REQUIRED WORK: All that should be output is the block of lines below from the line with "let mut map = Map::new();" to the line with "pub fn from_json(value: &Value)", both included, exactly as written.
[PROVIDED DATA]
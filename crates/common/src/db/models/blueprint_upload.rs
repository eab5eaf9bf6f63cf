//! Blueprint upload entity - tracks processing of one institute archive

use sea_orm::entity::prelude::*;
use serde::{Deserialize, Serialize};

/// Upload status enum
#[derive(Clone, Debug, PartialEq, Eq, Serialize, Deserialize)]
#[serde(rename_all = "SCREAMING_SNAKE_CASE")]
pub enum UploadStatus {
    Pending,
    Processing,
    Completed,
    Failed,
}

impl From<String> for UploadStatus {
    fn from(s: String) -> Self {
        match s.as_str() {
            "PENDING" => UploadStatus::Pending,
            "PROCESSING" => UploadStatus::Processing,
            "COMPLETED" => UploadStatus::Completed,
            "FAILED" => UploadStatus::Failed,
            _ => UploadStatus::Pending,
        }
    }
}

impl From<UploadStatus> for String {
    fn from(status: UploadStatus) -> Self {
        match status {
            UploadStatus::Pending => "PENDING".to_string(),
            UploadStatus::Processing => "PROCESSING".to_string(),
            UploadStatus::Completed => "COMPLETED".to_string(),
            UploadStatus::Failed => "FAILED".to_string(),
        }
    }
}

#[derive(Clone, Debug, PartialEq, Eq, DeriveEntityModel, Serialize, Deserialize)]
#[sea_orm(table_name = "blueprint_uploads")]
pub struct Model {
    #[sea_orm(primary_key)]
    pub id: i32,

    #[sea_orm(nullable)]
    pub institute_id: Option<i32>,

    #[sea_orm(nullable)]
    pub uploaded_by: Option<i32>,

    #[sea_orm(column_type = "Text")]
    pub zip_path: String,

    pub status: String,

    #[sea_orm(column_type = "Text", nullable)]
    pub error_message: Option<String>,

    pub created_at: DateTimeWithTimeZone,

    pub completed_at: Option<DateTimeWithTimeZone>,
}

impl Model {
    /// Get the upload status as an enum
    pub fn upload_status(&self) -> UploadStatus {
        UploadStatus::from(self.status.clone())
    }

    /// Check if the upload is in a terminal state
    pub fn is_terminal(&self) -> bool {
        matches!(self.upload_status(), UploadStatus::Completed | UploadStatus::Failed)
    }
}

#[derive(Copy, Clone, Debug, EnumIter, DeriveRelation)]
pub enum Relation {
    #[sea_orm(
        belongs_to = "super::institute::Entity",
        from = "Column::InstituteId",
        to = "super::institute::Column::Id"
    )]
    Institute,

    #[sea_orm(
        belongs_to = "super::user::Entity",
        from = "Column::UploadedBy",
        to = "super::user::Column::Id"
    )]
    UploadedBy,
}

impl ActiveModelBehavior for ActiveModel {}
impl<'c, C: ConnectionTrait> Repository<'c, C> {
    /// Create a repository over the given connection or transaction
    pub fn new(conn: &'c C) -> Self {
        Self { conn }
    }

    // ========================================================================
    // Generic Operations
    // ========================================================================

    /// Load every row of a table
    pub async fn scan<E: EntityTrait>(&self) -> Result<Vec<E::Model>> {
        E::find().all(self.conn).await.map_err(Into::into)
    }

    // ========================================================================
    // Institute Operations
    // ========================================================================

    /// Find institute by its natural key
    pub async fn find_institute_by_code(&self, code: &str) -> Result<Option<Institute>> {
        InstituteEntity::find()
            .filter(InstituteColumn::Code.eq(code))
            .one(self.conn)
            .await
            .map_err(Into::into)
    }

    /// Insert the institute unless its code is taken; the existing row wins.
    pub async fn find_or_create_institute(&self, new: NewInstitute) -> Result<Upserted<Institute>> {
        let code = new.code.clone();

        let institute = InstituteActiveModel {
            name: Set(new.name),
            logo_url: Set(new.logo_url),
            code: Set(new.code),
            address: Set(new.address),
            timezone: Set(new.timezone),
            created_at: Set(chrono::Utc::now().into()),
            ..Default::default()
        };

        let inserted = InstituteEntity::insert(institute)
            .on_conflict(OnConflict::column(InstituteColumn::Code).do_nothing().to_owned())
            .exec_without_returning(self.conn)
            .await?;

        let row = self
            .find_institute_by_code(&code)
            .await?
            .ok_or_else(|| AppError::Internal {
                message: format!("institute {} vanished after upsert", code),
            })?;

        Ok(Upserted { row, created: inserted > 0 })
    }

    // ========================================================================
    // User Operations
    // ========================================================================

    /// Find user by email
    pub async fn find_user_by_email(&self, email: &str) -> Result<Option<User>> {
        UserEntity::find()
            .filter(UserColumn::Email.eq(email))
            .one(self.conn)
            .await
            .map_err(Into::into)
    }

    /// Insert a user unless the email is taken. An existing user is returned
    /// untouched even if its name or role differ.
    pub async fn find_or_create_user(
        &self,
        institute_id: i32,
        full_name: &str,
        email: &str,
        role: &str,
    ) -> Result<Upserted<User>> {
        let user = UserActiveModel {
            institute_id: Set(Some(institute_id)),
            full_name: Set(full_name.to_string()),
            email: Set(email.to_string()),
            password_hash: Set(None),
            role: Set(role.trim().to_uppercase()),
            phone: Set(None),
            is_active: Set(true),
            created_at: Set(chrono::Utc::now().into()),
            ..Default::default()
        };

        let inserted = UserEntity::insert(user)
            .on_conflict(OnConflict::column(UserColumn::Email).do_nothing().to_owned())
            .exec_without_returning(self.conn)
            .await?;

        let row = self
            .find_user_by_email(email)
            .await?
            .ok_or_else(|| AppError::Internal {
                message: format!("user {} vanished after upsert", email),
            })?;

        Ok(Upserted { row, created: inserted > 0 })
    }

    // ========================================================================
    // Employee Operations
    // ========================================================================

    /// Find employee by ID
    pub async fn find_employee_by_id(&self, id: i32) -> Result<Option<Employee>> {
        EmployeeEntity::find_by_id(id)
            .one(self.conn)
            .await
            .map_err(Into::into)
    }

    /// Create the employee profile for a user, or refresh its department and
    /// designation if the user already has one.
    pub async fn upsert_employee(
        &self,
        user_id: i32,
        institute_id: i32,
        department: Option<String>,
        designation: Option<String>,
    ) -> Result<Employee> {
        let employee = EmployeeActiveModel {
            user_id: Set(user_id),
            institute_id: Set(Some(institute_id)),
            department: Set(department),
            designation: Set(designation),
            ..Default::default()
        };

        EmployeeEntity::insert(employee)
            .on_conflict(
                OnConflict::column(EmployeeColumn::UserId)
                    .update_columns([
                        EmployeeColumn::InstituteId,
                        EmployeeColumn::Department,
                        EmployeeColumn::Designation,
                    ])
                    .to_owned(),
            )
            .exec_without_returning(self.conn)
            .await?;

        EmployeeEntity::find()
            .filter(EmployeeColumn::UserId.eq(user_id))
            .one(self.conn)
            .await?
            .ok_or_else(|| AppError::Internal {
                message: format!("employee for user {} vanished after upsert", user_id),
            })
    }

    // ========================================================================
    // Student Operations
    // ========================================================================

    /// Find student by ID
    pub async fn find_student_by_id(&self, id: i32) -> Result<Option<Student>> {
        StudentEntity::find_by_id(id)
            .one(self.conn)
            .await
            .map_err(Into::into)
    }

    /// Find student by registration number
    pub async fn find_student_by_reg_no(&self, reg_no: &str) -> Result<Option<Student>> {
        StudentEntity::find()
            .filter(StudentColumn::RegNo.eq(reg_no))
            .one(self.conn)
            .await
            .map_err(Into::into)
    }

    /// Create a student keyed by `reg_no`, or refresh the academic fields of the
    /// existing one. Fails with `Conflict` if the `reg_no` belongs to another
    /// user or the user already owns a different student profile.
    pub async fn upsert_student(
        &self,
        user_id: i32,
        institute_id: i32,
        profile: StudentProfile,
    ) -> Result<Student> {
        let reg_no = profile.reg_no.clone();

        if let Some(existing) = self.find_student_by_reg_no(&reg_no).await? {
            if existing.user_id != user_id {
                return Err(reg_no_taken(&reg_no, existing.user_id));
            }
        }

        let student = StudentActiveModel {
            user_id: Set(user_id),
            institute_id: Set(Some(institute_id)),
            reg_no: Set(profile.reg_no),
            roll_no: Set(profile.roll_no),
            department: Set(profile.department),
            semester: Set(profile.semester),
            section: Set(profile.section),
            ..Default::default()
        };

        StudentEntity::insert(student)
            .on_conflict(
                OnConflict::column(StudentColumn::RegNo)
                    .update_columns([
                        StudentColumn::RollNo,
                        StudentColumn::Department,
                        StudentColumn::Semester,
                        StudentColumn::Section,
                    ])
                    .to_owned(),
            )
            .exec_without_returning(self.conn)
            .await?;

        let student = self
            .find_student_by_reg_no(&reg_no)
            .await?
            .ok_or_else(|| AppError::Internal {
                message: format!("student {} vanished after upsert", reg_no),
            })?;

        // A concurrent writer may have claimed the reg_no between check and upsert
        if student.user_id != user_id {
            return Err(reg_no_taken(&reg_no, student.user_id));
        }

        Ok(student)
    }

    // ========================================================================
    // Class / Room / Exam Branch Operations
    // ========================================================================

    pub async fn insert_class(&self, class: ClassActiveModel) -> Result<Class> {
        class.insert(self.conn).await.map_err(Into::into)
    }

    pub async fn insert_room(&self, room: RoomActiveModel) -> Result<Room> {
        room.insert(self.conn).await.map_err(Into::into)
    }

    pub async fn insert_exam_branch(&self, branch: ExamBranchActiveModel) -> Result<ExamBranch> {
        branch.insert(self.conn).await.map_err(Into::into)
    }

    // ========================================================================
    // Subject Operations
    // ========================================================================

    /// Find subject by ID
    pub async fn find_subject_by_id(&self, id: i32) -> Result<Option<Subject>> {
        SubjectEntity::find_by_id(id)
            .one(self.conn)
            .await
            .map_err(Into::into)
    }

    /// Create a subject
    pub async fn create_subject(
        &self,
        institute_id: Option<i32>,
        name: &str,
        code: &str,
    ) -> Result<Subject> {
        SubjectActiveModel {
            institute_id: Set(institute_id),
            name: Set(name.to_string()),
            code: Set(code.to_string()),
            ..Default::default()
        }
        .insert(self.conn)
        .await
        .map_err(Into::into)
    }

    /// Assign a subject for a class to a faculty member
    pub async fn assign_faculty_subject(
        &self,
        faculty_id: i32,
        subject_id: i32,
        class_id: i32,
    ) -> Result<FacultySubject> {
        FacultySubjectActiveModel {
            faculty_id: Set(faculty_id),
            subject_id: Set(subject_id),
            class_id: Set(class_id),
            ..Default::default()
        }
        .insert(self.conn)
        .await
        .map_err(Into::into)
    }

    /// Teaching assignments of one faculty member
    pub async fn faculty_subjects(&self, faculty_id: i32) -> Result<Vec<FacultySubject>> {
        FacultySubjectEntity::find()
            .filter(FacultySubjectColumn::FacultyId.eq(faculty_id))
            .order_by_asc(FacultySubjectColumn::Id)
            .all(self.conn)
            .await
            .map_err(Into::into)
    }

    // ========================================================================
    // Attendance Operations
    // ========================================================================

    /// Find the row for one (student, subject, date)
    pub async fn find_attendance(
        &self,
        student_id: i32,
        subject_id: i32,
        date: NaiveDate,
    ) -> Result<Option<Attendance>> {
        AttendanceEntity::find()
            .filter(AttendanceColumn::StudentId.eq(student_id))
            .filter(AttendanceColumn::SubjectId.eq(subject_id))
            .filter(AttendanceColumn::Date.eq(date))
            .one(self.conn)
            .await
            .map_err(Into::into)
    }

    /// Insert or overwrite the status for (student, subject, date).
    /// `marked_by` is only written on insert.
    pub async fn upsert_attendance(
        &self,
        student_id: i32,
        subject_id: i32,
        date: NaiveDate,
        status: &str,
        marked_by: i32,
    ) -> Result<Attendance> {
        let record = AttendanceActiveModel {
            student_id: Set(student_id),
            subject_id: Set(subject_id),
            date: Set(date),
            status: Set(status.to_string()),
            marked_by: Set(marked_by),
            created_at: Set(chrono::Utc::now().into()),
            ..Default::default()
        };

        AttendanceEntity::insert(record)
            .on_conflict(
                OnConflict::columns([
                    AttendanceColumn::StudentId,
                    AttendanceColumn::SubjectId,
                    AttendanceColumn::Date,
                ])
                .update_column(AttendanceColumn::Status)
                .to_owned(),
            )
            .exec_without_returning(self.conn)
            .await?;

        self.find_attendance(student_id, subject_id, date)
            .await?
            .ok_or_else(|| AppError::Internal {
                message: format!(
                    "attendance ({}, {}, {}) vanished after upsert",
                    student_id, subject_id, date
                ),
            })
    }

    /// All rows for a subject on one date
    pub async fn attendance_for_class(
        &self,
        subject_id: i32,
        date: NaiveDate,
    ) -> Result<Vec<Attendance>> {
        AttendanceEntity::find()
            .filter(AttendanceColumn::SubjectId.eq(subject_id))
            .filter(AttendanceColumn::Date.eq(date))
            .order_by_asc(AttendanceColumn::Id)
            .all(self.conn)
            .await
            .map_err(Into::into)
    }

    /// All rows for a student
    pub async fn attendance_for_student(&self, student_id: i32) -> Result<Vec<Attendance>> {
        AttendanceEntity::find()
            .filter(AttendanceColumn::StudentId.eq(student_id))
            .order_by_asc(AttendanceColumn::Date)
            .order_by_asc(AttendanceColumn::Id)
            .all(self.conn)
            .await
            .map_err(Into::into)
    }

    /// All rows for a subject, any date
    pub async fn attendance_for_subject(&self, subject_id: i32) -> Result<Vec<Attendance>> {
        AttendanceEntity::find()
            .filter(AttendanceColumn::SubjectId.eq(subject_id))
            .order_by_asc(AttendanceColumn::Date)
            .order_by_asc(AttendanceColumn::Id)
            .all(self.conn)
            .await
            .map_err(Into::into)
    }

    // ========================================================================
    // Blueprint Upload Operations
    // ========================================================================

    /// Register an archive for processing
    pub async fn create_upload(
        &self,
        zip_path: &str,
        uploaded_by: Option<i32>,
    ) -> Result<BlueprintUpload> {
        BlueprintUploadActiveModel {
            institute_id: Set(None),
            uploaded_by: Set(uploaded_by),
            zip_path: Set(zip_path.to_string()),
            status: Set(String::from(UploadStatus::Pending)),
            error_message: Set(None),
            created_at: Set(chrono::Utc::now().into()),
            completed_at: Set(None),
            ..Default::default()
        }
        .insert(self.conn)
        .await
        .map_err(Into::into)
    }

    /// Update upload status
    pub async fn update_upload_status(
        &self,
        upload_id: i32,
        status: UploadStatus,
        institute_id: Option<i32>,
        error_message: Option<String>,
    ) -> Result<BlueprintUpload> {
        let mut upload = BlueprintUploadEntity::find_by_id(upload_id)
            .one(self.conn)
            .await?
            .ok_or_else(|| AppError::not_found("Blueprint upload"))?
            .into_active_model();

        upload.status = Set(String::from(status.clone()));

        if let Some(id) = institute_id {
            upload.institute_id = Set(Some(id));
        }

        if let Some(err) = error_message {
            upload.error_message = Set(Some(err));
        }

        if matches!(status, UploadStatus::Completed | UploadStatus::Failed) {
            upload.completed_at = Set(Some(chrono::Utc::now().into()));
        }

        upload.update(self.conn).await.map_err(Into::into)
    }
}
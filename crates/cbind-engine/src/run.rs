//! Top-level request execution.
//!
//! [`Engine::run_request`] drives one request end to end: parse the frame,
//! apply `set`, run the commands in order (stopping at the first failure),
//! fetch the `get` values, destroy the `destroy` handles, and emit the
//! response. The `destroy` list is honored even when an earlier step
//! failed, so the host's cleanup plan holds; the response keeps the first
//! error either way.

use crate::dispatch::{CallContext, Registry};
use crate::host::MessageSink;
use crate::request::Request;
use crate::response::Response;
use cbind_core::{HandleTable, HandleValue, MessageQueue, VarArray, Variant};
use std::sync::Arc;

/// References kept alive past their handles by `var_add_ref`.
#[derive(Debug, Default)]
pub struct RetainSet {
    items: Vec<Variant>,
}

impl RetainSet {
    /// Create an empty retain set.
    pub fn new() -> Self {
        Self::default()
    }

    /// Hold an extra reference to `var`.
    pub fn retain(&mut self, var: Variant) {
        self.items.push(var);
    }

    /// Drop one held reference to `var` (matched by identity). Returns
    /// false when none is held.
    pub fn release(&mut self, var: &Variant) -> bool {
        match self.items.iter().position(|held| held.ptr_eq(var)) {
            Some(index) => {
                self.items.remove(index);
                true
            }
            None => false,
        }
    }

    /// Number of held references.
    pub fn len(&self) -> usize {
        self.items.len()
    }

    /// True when nothing is held.
    pub fn is_empty(&self) -> bool {
        self.items.is_empty()
    }
}

/// Worker-owned execution state: the handle table plus the retain set.
#[derive(Debug, Default)]
pub struct Engine {
    table: HandleTable,
    retained: RetainSet,
}

/// Variant emitted for a `get` of a handle, chosen by the handle's tag.
fn value_to_variant(value: &HandleValue) -> Variant {
    match value {
        HandleValue::Int8(v) => Variant::Int32(*v as i32),
        HandleValue::Uint8(v) => Variant::Int32(*v as i32),
        HandleValue::Int16(v) => Variant::Int32(*v as i32),
        HandleValue::Uint16(v) => Variant::Int32(*v as i32),
        HandleValue::Int32(v) => Variant::Int32(*v),
        HandleValue::Uint32(v) => {
            if *v <= i32::MAX as u32 {
                Variant::Int32(*v as i32)
            } else {
                Variant::Double(*v as f64)
            }
        }
        HandleValue::Int64(v) => Variant::Int64(*v),
        HandleValue::Uint64(v) => Variant::Int64(*v as i64),
        HandleValue::Float(v) => Variant::Double(*v as f64),
        HandleValue::Double(v) => Variant::Double(*v),
        // Addresses surface as host numbers.
        HandleValue::VoidPtr(p) => Variant::Double(*p as usize as f64),
        HandleValue::FuncPtr(p) => Variant::Double(*p as usize as f64),
        HandleValue::Var(v) => v.clone(),
        HandleValue::FuncId(id) => Variant::Array(
            [Variant::from_utf8("function"), Variant::Int32(*id)]
                .into_iter()
                .collect::<VarArray>(),
        ),
    }
}

impl Engine {
    /// Create an engine with an empty handle table.
    pub fn new() -> Self {
        Self::default()
    }

    /// The handle table.
    pub fn table(&self) -> &HandleTable {
        &self.table
    }

    /// The handle table, mutably.
    pub fn table_mut(&mut self) -> &mut HandleTable {
        &mut self.table
    }

    /// Number of live handles; zero when the host has cleaned up.
    pub fn live_handle_count(&self) -> usize {
        self.table.live_count()
    }

    /// Number of references held by `var_add_ref`.
    pub fn retained_count(&self) -> usize {
        self.retained.len()
    }

    /// Execute one request and produce its response variant.
    pub fn run_request(
        &mut self,
        registry: &Registry,
        queue: &MessageQueue,
        sink: &Arc<dyn MessageSink>,
        request_var: &Variant,
    ) -> Variant {
        let request = match Request::parse(request_var) {
            Ok(request) => request,
            Err(err) => {
                tracing::error!(error = %err, "request rejected");
                // Best-effort correlation id for the error response.
                let id = request_var
                    .as_dictionary()
                    .and_then(|dict| dict.get("id").as_int32())
                    .unwrap_or(0);
                let mut response = Response::new(id);
                response.set_error(err.to_string());
                return response.into_variant();
            }
        };

        tracing::debug!(id = request.id(), commands = request.command_count(), "running request");
        let mut response = Response::new(request.id());

        if let Err(err) = request.apply_set(&mut self.table) {
            response.set_error(err.to_string());
        }

        if !response.has_error() {
            for index in 0..request.command_count() {
                let mut ctx = CallContext::new(
                    &mut self.table,
                    &mut self.retained,
                    queue,
                    sink,
                    &request,
                    index,
                );
                if let Err(err) = registry.run_command(&mut ctx) {
                    tracing::debug!(command = index, error = %err, "command failed");
                    response.set_error(err.to_string());
                    break;
                }
            }
        }

        if !response.has_error() {
            match request.get_handles() {
                Ok(handles) => {
                    for handle in handles {
                        match self.table.value(handle) {
                            Ok(value) => response.push_value(value_to_variant(value)),
                            Err(err) => {
                                response.set_error(err.to_string());
                                break;
                            }
                        }
                    }
                }
                Err(err) => response.set_error(err.to_string()),
            }
        }

        match request.destroy_handles() {
            Ok(handles) => {
                if let Err(err) = self.table.destroy_many(&handles) {
                    response.set_error(err.to_string());
                }
            }
            Err(err) => response.set_error(err.to_string()),
        }

        response.into_variant()
    }
}
//! Queue-backed message sink.
//!
//! Embeddings whose host side drains a mailbox (and every test in this
//! workspace) implement [`MessageSink`] by enqueueing the outbound variant
//! into a second [`MessageQueue`] the host owns.

use cbind_core::{MessageQueue, Variant};
use cbind_engine::MessageSink;

/// Sink that forwards every posted message into a host-owned queue.
#[derive(Debug, Clone)]
pub struct ChannelSink {
    queue: MessageQueue,
}

impl ChannelSink {
    /// Forward into `queue`.
    pub fn new(queue: MessageQueue) -> Self {
        Self { queue }
    }
}

impl MessageSink for ChannelSink {
    fn post_message(&self, message: Variant) {
        if let Err(err) = self.queue.enqueue(message) {
            tracing::error!(error = %err, "dropping outbound message");
        }
    }
}
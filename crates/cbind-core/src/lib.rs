//! cbind core types
//!
//! This crate provides the data plane of the cbind bridge:
//! - Dynamic refcounted values ([`Variant`]) that cross the host boundary
//! - The handle table mapping host-assigned ids to typed native slots
//! - The bounded blocking message queue connecting host and worker
//! - The JSON wire codec
//! - The shared error type

#![warn(missing_docs)]
#![warn(rust_2018_idioms)]

pub mod error;
pub mod handle;
pub mod json;
pub mod queue;
pub mod variant;

pub use error::{BridgeError, BridgeResult};
pub use handle::{CFuncPtr, FreeFuncFn, Handle, HandleTable, HandleValue, VarArg};
pub use queue::MessageQueue;
pub use variant::{VarArray, VarBuffer, VarDict, Variant};
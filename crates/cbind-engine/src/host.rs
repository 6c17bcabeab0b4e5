//! Host messaging interface.
//!
//! The embedding owns the transport; the engine only needs a way to post a
//! variant back to the host. The worker holds one sink reference for
//! responses, and each allocated callback slot holds its own clone so that
//! a trampoline invoked from C code can reach the host without any context
//! parameter.

use cbind_core::Variant;

/// Outbound message sink provided by the embedding.
pub trait MessageSink: Send + Sync {
    /// Deliver a message variant to the host.
    fn post_message(&self, message: Variant);
}
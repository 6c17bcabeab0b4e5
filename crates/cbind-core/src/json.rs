//! JSON wire codec for variants.
//!
//! Requests arrive and responses leave as JSON text. Most variants map 1:1
//! onto JSON; the two exceptions are 64-bit integers, which travel as
//! `["long", lo, hi]` (hi carries the sign-extended upper half), and array
//! buffers, which travel as `["ArrayBuffer", base64]`.
//!
//! Decoding is shape-preserving: a `["long", ...]` array decodes as a plain
//! array, and readers that want an int64 recognize the form lazily via
//! [`Variant::as_int64`]. Encoding uses `serde_json`'s default map, so
//! object keys serialize in sorted order.

use crate::error::{BridgeError, BridgeResult};
use crate::variant::{VarArray, VarBuffer, VarDict, Variant};
use data_encoding::BASE64;
use serde_json::{json, Map, Number, Value};

/// Encode a variant as a JSON value.
pub fn to_json(variant: &Variant) -> Value {
    match variant {
        Variant::Undefined | Variant::Null => Value::Null,
        Variant::Bool(b) => Value::Bool(*b),
        Variant::Int32(i) => Value::Number((*i).into()),
        Variant::Double(d) => Number::from_f64(*d).map_or(Value::Null, Value::Number),
        Variant::Int64(i) => {
            let lo = *i as i32;
            let hi = (*i >> 32) as i32;
            json!(["long", lo, hi])
        }
        Variant::String(s) => Value::String(s.to_string()),
        Variant::Array(arr) => {
            Value::Array(arr.to_vec().iter().map(to_json).collect())
        }
        Variant::Dictionary(dict) => {
            let mut map = Map::new();
            for (key, value) in dict.entries() {
                map.insert(key, to_json(&value));
            }
            Value::Object(map)
        }
        Variant::ArrayBuffer(buf) => {
            let encoded = buf.with_bytes(|bytes| BASE64.encode(bytes));
            json!(["ArrayBuffer", encoded])
        }
    }
}

/// Encode a variant as compact JSON text.
pub fn to_json_string(variant: &Variant) -> String {
    to_json(variant).to_string()
}

/// Decode a JSON value into a variant.
///
/// Integral numbers in int32 range decode as `Int32`; every other number
/// decodes as `Double`, matching the host's number semantics.
pub fn from_json(value: &Value) -> Variant {
    match value {
        Value::Null => Variant::Null,
        Value::Bool(b) => Variant::Bool(*b),
        Value::Number(n) => match n.as_i64() {
            Some(i) if i32::try_from(i).is_ok() => Variant::Int32(i as i32),
            _ => Variant::Double(n.as_f64().unwrap_or(f64::NAN)),
        },
        Value::String(s) => Variant::from_utf8(s),
        Value::Array(items) => {
            // ["ArrayBuffer", base64] round-trips back into a buffer.
            if let [Value::String(tag), Value::String(data)] = items.as_slice() {
                if tag == "ArrayBuffer" {
                    if let Ok(bytes) = BASE64.decode(data.as_bytes()) {
                        return Variant::ArrayBuffer(VarBuffer::from_bytes(&bytes));
                    }
                }
            }
            Variant::Array(items.iter().map(from_json).collect::<VarArray>())
        }
        Value::Object(map) => {
            let dict = VarDict::new();
            for (key, value) in map {
                dict.set(key, from_json(value));
            }
            Variant::Dictionary(dict)
        }
    }
}

/// Decode JSON text into a variant.
pub fn from_json_str(text: &str) -> BridgeResult<Variant> {
    let value: Value = serde_json::from_str(text)
        .map_err(|err| BridgeError::ProtocolError(err.to_string()))?;
    Ok(from_json(&value))
}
[/PROVIDED DATA]
EXPECTED OUTPUT:
            let mut map = Map::new();
            for (key, value) in dict.entries() {
                map.insert(key, to_json(&value));
            }
            Value::Object(map)
        }
        Variant::ArrayBuffer(buf) => {
            let encoded = buf.with_bytes(|bytes| BASE64.encode(bytes));
            json!(["ArrayBuffer", encoded])
        }
    }
}

/// Encode a variant as compact JSON text.
pub fn to_json_string(variant: &Variant) -> String {
    to_json(variant).to_string()
}

/// Decode a JSON value into a variant.
///
/// Integral numbers in int32 range decode as `Int32`; every other number
/// decodes as `Double`, matching the host's number semantics.
pub fn from_json(value: &Value) -> Variant {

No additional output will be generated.